### DATASET ENTRIES ###

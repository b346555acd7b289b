//! Command-line argument dispatch.
//!
//! Maps validated CLI matches to the action to run, currently always the
//! API server with its full authentication configuration.

use crate::cli::actions::{server::Args, Action};
use crate::cli::commands::{auth, vault};
use anyhow::{Context, Result};

/// Map validated CLI matches to a server action.
///
/// # Errors
/// Returns an error if required arguments are missing or inconsistent.
pub fn handler(matches: &clap::ArgMatches) -> Result<Action> {
    let port = matches.get_one::<u16>("port").copied().unwrap_or(8080);
    let dsn = matches
        .get_one::<String>("dsn")
        .cloned()
        .context("missing required argument: --dsn")?;

    // A signing key must come from the flag or from Vault
    crate::cli::commands::validate(matches).map_err(|e| anyhow::anyhow!(e))?;

    let vault_opts = vault::Options::parse(matches)?;
    let auth_opts = auth::Options::parse(matches)?;

    Ok(Action::Server(Args {
        port,
        dsn,
        signing_key: auth_opts.token.signing_key,
        vault: vault_opts,
        access_ttl_seconds: auth_opts.token.access_ttl_seconds,
        refresh_ttl_seconds: auth_opts.token.refresh_ttl_seconds,
        refresh_fraction: auth_opts.token.refresh_fraction,
        revocation_sweep_seconds: auth_opts.token.revocation_sweep_seconds,
        lockout_threshold: auth_opts.lockout.threshold,
        lockout_cooldown_seconds: auth_opts.lockout.cooldown_seconds,
        cookie_name: auth_opts.cookie.name,
        refresh_cookie_name: auth_opts.cookie.refresh_name,
        cookie_secure: auth_opts.cookie.secure,
        cookie_http_only: auth_opts.cookie.http_only,
        cookie_domain: auth_opts.cookie.domain,
        public_paths: auth_opts.public_paths,
    }))
}
pub mod server;

// Internal "interpreter" for `Action`.
mod run;

#[derive(Debug)]
pub enum Action {
    Server(server::Args),
}

impl Action {
    /// Execute the action.
    /// # Errors
    /// Returns an error if the action fails.
    pub async fn execute(self) -> anyhow::Result<()> {
        run::execute(self).await
    }
}
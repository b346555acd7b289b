use axum::{
    extract::{rejection::JsonRejection, Extension},
    response::{IntoResponse, Json, Response},
};
use serde::Deserialize;
use std::sync::Arc;
use tracing::{error, info};

use super::token_response;
use crate::{
    api::{error::ApiError, AppState},
    auth::{
        credentials::{normalize_subject, valid_email},
        AuthError,
    },
};

#[derive(Deserialize)]
pub struct LoginRequest {
    pub email: String,
    pub password: String,
}

impl std::fmt::Debug for LoginRequest {
    fn fmt(&self, f: &mut std::fmt::Formatter<'_>) -> std::fmt::Result {
        f.debug_struct("LoginRequest")
            .field("email", &self.email)
            .field("password", &"[REDACTED]")
            .finish()
    }
}

pub async fn login(
    state: Extension<Arc<AppState>>,
    payload: Result<Json<LoginRequest>, JsonRejection>,
) -> Response {
    let Json(request) = match payload {
        Ok(payload) => payload,
        Err(rejection) => return ApiError::bad_request(rejection.body_text()).into_response(),
    };

    if !valid_email(&normalize_subject(&request.email)) {
        return ApiError::bad_request("Invalid email address").into_response();
    }

    let principal = match state
        .authenticator
        .login(&request.email, &request.password)
        .await
    {
        Ok(principal) => principal,
        Err(err) => return ApiError::from(err).into_response(),
    };

    match state
        .issuer
        .issue_access_and_refresh(&principal, state.now())
    {
        Ok(pair) => {
            info!(subject = %principal.subject, "Login succeeded");
            token_response(&pair, state.config.cookies())
        }
        Err(err) => {
            error!(subject = %principal.subject, "Failed to issue tokens: {err}");
            ApiError::from(AuthError::InternalError).into_response()
        }
    }
}
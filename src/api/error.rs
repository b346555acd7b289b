//! Uniform JSON error bodies for every rejected request.

use axum::{
    http::StatusCode,
    response::{IntoResponse, Json, Response},
};
use serde::{Deserialize, Serialize};

use crate::auth::AuthError;

#[derive(Debug, Clone, PartialEq, Eq, Serialize, Deserialize)]
pub struct ErrorBody {
    pub code: String,
    pub message: String,
}

#[derive(Debug, Clone, PartialEq, Eq)]
pub struct ApiError {
    status: StatusCode,
    code: &'static str,
    message: String,
}

impl ApiError {
    #[must_use]
    pub fn not_found(message: impl Into<String>) -> Self {
        Self {
            status: StatusCode::NOT_FOUND,
            code: "not_found",
            message: message.into(),
        }
    }

    #[must_use]
    pub fn bad_request(message: impl Into<String>) -> Self {
        Self {
            status: StatusCode::BAD_REQUEST,
            code: "bad_request",
            message: message.into(),
        }
    }

    #[must_use]
    pub const fn status(&self) -> StatusCode {
        self.status
    }

    #[must_use]
    pub const fn code(&self) -> &'static str {
        self.code
    }
}

impl From<AuthError> for ApiError {
    fn from(err: AuthError) -> Self {
        Self {
            status: err.status(),
            code: err.code(),
            message: err.to_string(),
        }
    }
}

impl IntoResponse for ApiError {
    fn into_response(self) -> Response {
        let body = ErrorBody {
            code: self.code.to_string(),
            message: self.message,
        };
        (self.status, Json(body)).into_response()
    }
}
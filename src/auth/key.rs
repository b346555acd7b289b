//! Symmetric signing key for HS512 tokens.
//!
//! A missing, undecodable, or short key is a configuration error: the server
//! refuses to start instead of issuing weak tokens.

use base64ct::{Base64, Encoding};
use secrecy::{ExposeSecret, SecretSlice};
use thiserror::Error;

/// Minimum decoded key length (256 bits).
pub const MIN_KEY_BYTES: usize = 32;

#[derive(Debug, Error, PartialEq, Eq)]
pub enum KeyError {
    #[error("signing key is not configured")]
    Missing,
    #[error("signing key is not valid base64")]
    InvalidBase64,
    #[error("signing key must be at least 256 bits, got {bits} bits")]
    TooShort { bits: usize },
}

pub struct SigningKey {
    bytes: SecretSlice<u8>,
}

impl SigningKey {
    /// Decode a standard (padded) base64 key.
    ///
    /// # Errors
    /// Returns `KeyError` if the value is empty, not base64, or decodes to
    /// fewer than 32 bytes.
    pub fn from_base64(encoded: &str) -> Result<Self, KeyError> {
        let trimmed = encoded.trim();
        if trimmed.is_empty() {
            return Err(KeyError::Missing);
        }
        let decoded = Base64::decode_vec(trimmed).map_err(|_| KeyError::InvalidBase64)?;
        Self::from_bytes(decoded)
    }

    /// # Errors
    /// Returns `KeyError::TooShort` for keys under 32 bytes.
    pub fn from_bytes(bytes: Vec<u8>) -> Result<Self, KeyError> {
        if bytes.is_empty() {
            return Err(KeyError::Missing);
        }
        if bytes.len() < MIN_KEY_BYTES {
            return Err(KeyError::TooShort {
                bits: bytes.len() * 8,
            });
        }
        Ok(Self {
            bytes: SecretSlice::from(bytes),
        })
    }

    pub(crate) fn expose(&self) -> &[u8] {
        self.bytes.expose_secret()
    }
}

impl std::fmt::Debug for SigningKey {
    fn fmt(&self, f: &mut std::fmt::Formatter<'_>) -> std::fmt::Result {
        f.debug_struct("SigningKey")
            .field("bits", &(self.expose().len() * 8))
            .field("bytes", &"***")
            .finish()
    }
}
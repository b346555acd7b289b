use crate::{auth::SigningKey, cli::globals::GlobalArgs, vault, APP_USER_AGENT};
use anyhow::{anyhow, Context, Result};
use reqwest::Client;
use secrecy::ExposeSecret;
use serde_json::Value;
use tracing::{info_span, instrument, Instrument};

const SIGNING_KEY_FIELD: &str = "signing_key_b64";

/// Read the token signing key from a KV-v2 secret.
///
/// # Errors
/// Returns an error if the Vault request fails, the field is missing, or the
/// key is not valid base64 of at least 256 bits.
#[instrument(skip(globals))]
pub async fn read_signing_key(
    globals: &GlobalArgs,
    kv_mount: &str,
    kv_path: &str,
) -> Result<SigningKey> {
    let client = Client::builder().user_agent(APP_USER_AGENT).build()?;
    let path = format!("/v1/{kv_mount}/data/{kv_path}");
    let url = vault::endpoint_url(&globals.vault_url, &path)?;

    let span = info_span!(
        "vault.kv.read",
        http.method = "GET",
        url = %url
    );
    let response = client
        .get(&url)
        .header("X-Vault-Token", globals.vault_token.expose_secret())
        .send()
        .instrument(span)
        .await?;

    if !response.status().is_success() {
        let status = response.status();
        let body = response.text().await.unwrap_or_default();
        return Err(anyhow!("vault kv read failed: {status} {body}"));
    }

    let json: Value = response.json().await?;
    signing_key_from_response(&json)
}

fn signing_key_from_response(json: &Value) -> Result<SigningKey> {
    let key_b64 = json
        .get("data")
        .and_then(|data| data.get("data"))
        .and_then(|data| data.get(SIGNING_KEY_FIELD))
        .and_then(Value::as_str)
        .context("signing key missing from vault response")?;

    SigningKey::from_base64(key_b64).context("invalid signing key in vault")
}
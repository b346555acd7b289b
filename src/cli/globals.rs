use secrecy::SecretString;

/// Vault session shared by startup steps that talk to Vault.
#[derive(Debug, Clone)]
pub struct GlobalArgs {
    pub vault_url: String,
    pub vault_token: SecretString,
}

impl GlobalArgs {
    #[must_use]
    pub fn new(vurl: String) -> Self {
        Self {
            vault_url: vurl,
            vault_token: SecretString::default(),
        }
    }

    pub fn set_token(&mut self, token: SecretString) {
        self.vault_token = token;
    }
}

#[cfg(test)]
mod tests {
    use super::*;
    use secrecy::ExposeSecret;

    #[test]
    fn test_global_args() {
        let mut args = GlobalArgs::new("https://localhost:8200".to_string());
        assert_eq!(args.vault_url, "https://localhost:8200");
        assert_eq!(args.vault_token.expose_secret(), "");

        args.set_token(SecretString::from("s.token".to_string()));
        assert_eq!(args.vault_token.expose_secret(), "s.token");
        assert!(!format!("{args:?}").contains("s.token"));
    }
}
use axum::{
    extract::Extension,
    http::{header::SET_COOKIE, HeaderMap, StatusCode},
    response::{IntoResponse, Json, Response},
};
use serde::Deserialize;
use std::sync::Arc;
use tracing::{debug, error};

use crate::{
    api::{error::ApiError, AppState},
    auth::{
        cookie::{
            clear_cookie, extract_access_token, extract_cookie, ACCESS_COOKIE_PATH,
            REFRESH_COOKIE_PATH,
        },
        AuthError,
    },
};

#[derive(Deserialize)]
pub struct LogoutRequest {
    pub refresh_token: Option<String>,
}

/// Revoke the presented tokens and clear both cookies.
///
/// Tokens that no longer decode (expired, tampered) are skipped; there is
/// nothing left to revoke.
pub async fn logout(
    headers: HeaderMap,
    state: Extension<Arc<AppState>>,
    payload: Option<Json<LogoutRequest>>,
) -> Response {
    let cookies = state.config.cookies();
    let refresh = payload
        .and_then(|Json(body)| body.refresh_token)
        .filter(|token| !token.trim().is_empty())
        .or_else(|| extract_cookie(&headers, cookies.refresh_name()));
    let access = extract_access_token(&headers, cookies);

    let now = state.now();
    for token in [access, refresh].into_iter().flatten() {
        let Ok(claims) = state.issuer.codec().decode(&token, now) else {
            continue;
        };
        if let Err(err) = state.revocations.revoke(&claims.jti, claims.exp).await {
            error!(subject = %claims.sub, "Failed to revoke token on logout: {err}");
            return ApiError::from(AuthError::InternalError).into_response();
        }
        debug!(subject = %claims.sub, kind = claims.kind.as_str(), "Revoked token on logout");
    }

    let mut response_headers = HeaderMap::new();
    for (name, path) in [
        (cookies.name(), ACCESS_COOKIE_PATH),
        (cookies.refresh_name(), REFRESH_COOKIE_PATH),
    ] {
        match clear_cookie(cookies, name, path) {
            Ok(cookie) => {
                response_headers.append(SET_COOKIE, cookie);
            }
            Err(err) => error!("Failed to build cleared cookie: {err}"),
        }
    }
    (StatusCode::NO_CONTENT, response_headers).into_response()
}
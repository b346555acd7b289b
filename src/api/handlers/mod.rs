pub mod admin;
pub mod health;
pub mod login;
pub mod logout;
pub mod refresh;
pub mod session;

use axum::{
    http::{header::SET_COOKIE, HeaderMap, StatusCode},
    response::{IntoResponse, Json, Response},
};
use serde::{Deserialize, Serialize};
use tracing::error;

use crate::auth::{
    cookie::{token_cookie, ACCESS_COOKIE_PATH, REFRESH_COOKIE_PATH},
    AuthError, CookieSettings, TokenPair,
};

use super::error::ApiError;

/// Body returned by login and refresh.
#[derive(Debug, Clone, PartialEq, Eq, Serialize, Deserialize)]
pub struct TokenResponse {
    pub access_token: String,
    pub refresh_token: String,
    pub token_type: String,
    /// Access token lifetime in seconds.
    pub expires_in: i64,
}

/// Respond with a token pair in the body and as access and refresh cookies.
pub(crate) fn token_response(pair: &TokenPair, cookies: &CookieSettings) -> Response {
    let access = token_cookie(
        cookies,
        cookies.name(),
        ACCESS_COOKIE_PATH,
        &pair.access.token,
        pair.access.claims.lifetime(),
    );
    let refresh = token_cookie(
        cookies,
        cookies.refresh_name(),
        REFRESH_COOKIE_PATH,
        &pair.refresh.token,
        pair.refresh.claims.lifetime(),
    );

    let mut response_headers = HeaderMap::new();
    match (access, refresh) {
        (Ok(access), Ok(refresh)) => {
            response_headers.append(SET_COOKIE, access);
            response_headers.append(SET_COOKIE, refresh);
        }
        (Err(err), _) | (_, Err(err)) => {
            error!("Failed to build token cookies: {err}");
            return ApiError::from(AuthError::InternalError).into_response();
        }
    }

    let body = TokenResponse {
        access_token: pair.access.token.clone(),
        refresh_token: pair.refresh.token.clone(),
        token_type: "Bearer".to_string(),
        expires_in: pair.access.claims.lifetime(),
    };
    (StatusCode::OK, response_headers, Json(body)).into_response()
}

###

• **WORK ITEM**
Within the data above, pick out all lines holding the word "password".

• **SOLUTION TO THE EXERCISE**
    pub password: String,
            .field("password", &"[REDACTED]")
        .login(&request.email, &request.password)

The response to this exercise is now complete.